-- DIRECTIONS FOR THIS TASK --
Copy out each line of the entries below in which the string "GeminiAdapter" appears.

▼

use crate::types::{IngestError, Result};
use async_trait::async_trait;
use reqwest::Client;
use serde::{Deserialize, Serialize};
use std::collections::VecDeque;
use std::fmt;
use std::sync::atomic::{AtomicUsize, Ordering};
use std::sync::Mutex;
use std::time::Duration;
use tracing::{debug, info};

pub const DEFAULT_GEMINI_MODEL: &str = "gemini-2.0-flash";
pub const DEFAULT_GEMINI_BASE_URL: &str = "https://generativelanguage.googleapis.com";

/// A single-turn completion: one system instruction, one user message
#[derive(Debug, Clone, PartialEq, Eq)]
pub struct CompletionRequest {
    pub system_instruction: String,
    pub user_message: String,
}

/// Trait for LLM backends used by the summarizer
#[async_trait]
pub trait LlmAdapter: Send + Sync {
    /// Get the name of this LLM adapter
    fn adapter_name(&self) -> String;

    /// Run one completion and return the raw text of the model's reply
    async fn complete(&self, request: &CompletionRequest) -> Result<String>;
}

/// Google Generative Language API (`generateContent`)
pub struct GeminiAdapter {
    client: Client,
    api_key: String,
    model: String,
    base_url: String,
}

impl fmt::Debug for GeminiAdapter {
    fn fmt(&self, f: &mut fmt::Formatter<'_>) -> fmt::Result {
        f.debug_struct("GeminiAdapter")
            .field("api_key", &"<redacted>")
            .field("model", &self.model)
            .field("base_url", &self.base_url)
            .finish()
    }
}

impl GeminiAdapter {
    pub fn new(api_key: String, model: String) -> Result<Self> {
        if api_key.trim().is_empty() {
            return Err(IngestError::Config("Gemini API key is required".to_string()));
        }

        let client = Client::builder().timeout(Duration::from_secs(60)).build()?;

        Ok(Self {
            client,
            api_key,
            model,
            base_url: DEFAULT_GEMINI_BASE_URL.to_string(),
        })
    }

    pub fn with_base_url(mut self, base_url: impl Into<String>) -> Self {
        self.base_url = base_url.into().trim_end_matches('/').to_string();
        self
    }

    fn endpoint(&self) -> String {
        format!(
            "{}/v1beta/models/{}:generateContent",
            self.base_url, self.model
        )
    }
}

#[derive(Serialize)]
struct GenerateContentRequest<'a> {
    system_instruction: Content<'a>,
    contents: Vec<Content<'a>>,
    #[serde(rename = "generationConfig")]
    generation_config: GenerationConfig,
}

#[derive(Serialize)]
struct Content<'a> {
    #[serde(skip_serializing_if = "Option::is_none")]
    role: Option<&'a str>,
    parts: Vec<Part<'a>>,
}

#[derive(Serialize)]
struct Part<'a> {
    text: &'a str,
}

#[derive(Serialize)]
struct GenerationConfig {
    #[serde(rename = "responseMimeType")]
    response_mime_type: &'static str,
    temperature: f32,
}

#[derive(Deserialize)]
struct GenerateContentResponse {
    #[serde(default)]
    candidates: Vec<Candidate>,
    #[serde(rename = "promptFeedback")]
    prompt_feedback: Option<PromptFeedback>,
}

#[derive(Deserialize)]
struct Candidate {
    content: Option<CandidateContent>,
}

#[derive(Deserialize)]
struct CandidateContent {
    #[serde(default)]
    parts: Vec<CandidatePart>,
}

#[derive(Deserialize)]
struct CandidatePart {
    text: Option<String>,
}

#[derive(Deserialize)]
struct PromptFeedback {
    #[serde(rename = "blockReason")]
    block_reason: Option<String>,
}

#[async_trait]
impl LlmAdapter for GeminiAdapter {
    fn adapter_name(&self) -> String {
        format!("Gemini ({})", self.model)
    }

    async fn complete(&self, request: &CompletionRequest) -> Result<String> {
        let body = GenerateContentRequest {
            system_instruction: Content {
                role: None,
                parts: vec![Part {
                    text: &request.system_instruction,
                }],
            },
            contents: vec![Content {
                role: Some("user"),
                parts: vec![Part {
                    text: &request.user_message,
                }],
            }],
            generation_config: GenerationConfig {
                response_mime_type: "application/json",
                temperature: 0.2,
            },
        };

        debug!(
            "Sending completion to {} ({} chars)",
            self.model,
            request.user_message.chars().count()
        );

        let response = self
            .client
            .post(self.endpoint())
            .header("x-goog-api-key", &self.api_key)
            .json(&body)
            .send()
            .await?;

        let status = response.status();
        if !status.is_success() {
            let detail = response.text().await.unwrap_or_default();
            return Err(IngestError::Network(format!(
                "LLM HTTP {}: {}",
                status.as_u16(),
                crate::rss_utils::text::preview(&detail, 200)
            )));
        }

        let parsed: GenerateContentResponse = response.json().await?;

        if let Some(reason) = parsed.prompt_feedback.and_then(|f| f.block_reason) {
            return Err(IngestError::Network(format!("prompt blocked: {}", reason)));
        }

        let text: String = parsed
            .candidates
            .into_iter()
            .next()
            .and_then(|c| c.content)
            .map(|c| c.parts.into_iter().filter_map(|p| p.text).collect())
            .unwrap_or_default();

        if text.trim().is_empty() {
            return Err(IngestError::Network("LLM returned no candidates".to_string()));
        }

        Ok(text)
    }
}

/// Mock LLM adapter for development and testing. Replays canned replies in order.
pub struct MockLlmAdapter {
    name: String,
    responses: Mutex<VecDeque<std::result::Result<String, String>>>,
    requests: Mutex<Vec<CompletionRequest>>,
    calls: AtomicUsize,
}

impl MockLlmAdapter {
    pub fn new(name: impl Into<String>) -> Self {
        Self {
            name: name.into(),
            responses: Mutex::new(VecDeque::new()),
            requests: Mutex::new(Vec::new()),
            calls: AtomicUsize::new(0),
        }
    }

    pub fn with_response(self, response: impl Into<String>) -> Self {
        self.push(Ok(response.into()));
        self
    }

    /// Queue a transport-level failure
    pub fn with_failure(self, message: impl Into<String>) -> Self {
        self.push(Err(message.into()));
        self
    }

    fn push(&self, reply: std::result::Result<String, String>) {
        if let Ok(mut responses) = self.responses.lock() {
            responses.push_back(reply);
        }
    }

    pub fn call_count(&self) -> usize {
        self.calls.load(Ordering::SeqCst)
    }

    pub fn requests(&self) -> Vec<CompletionRequest> {
        self.requests
            .lock()
            .map(|r| r.clone())
            .unwrap_or_default()
    }
}

#[async_trait]
impl LlmAdapter for MockLlmAdapter {
    fn adapter_name(&self) -> String {
        format!("Mock LLM Adapter ({})", self.name)
    }

    async fn complete(&self, request: &CompletionRequest) -> Result<String> {
        self.calls.fetch_add(1, Ordering::SeqCst);
        if let Ok(mut requests) = self.requests.lock() {
            requests.push(request.clone());
        }

        let next = self
            .responses
            .lock()
            .ok()
            .and_then(|mut responses| responses.pop_front());

        match next {
            Some(Ok(text)) => {
                info!("{} replying with {} chars", self.adapter_name(), text.len());
                Ok(text)
            }
            Some(Err(message)) => Err(IngestError::Network(message)),
            None => Err(IngestError::Network("no canned response left".to_string())),
        }
    }
}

▲

-- RESULT FOR THIS TASK --
pub struct GeminiAdapter {
impl fmt::Debug for GeminiAdapter {
        f.debug_struct("GeminiAdapter")
impl GeminiAdapter {
impl LlmAdapter for GeminiAdapter {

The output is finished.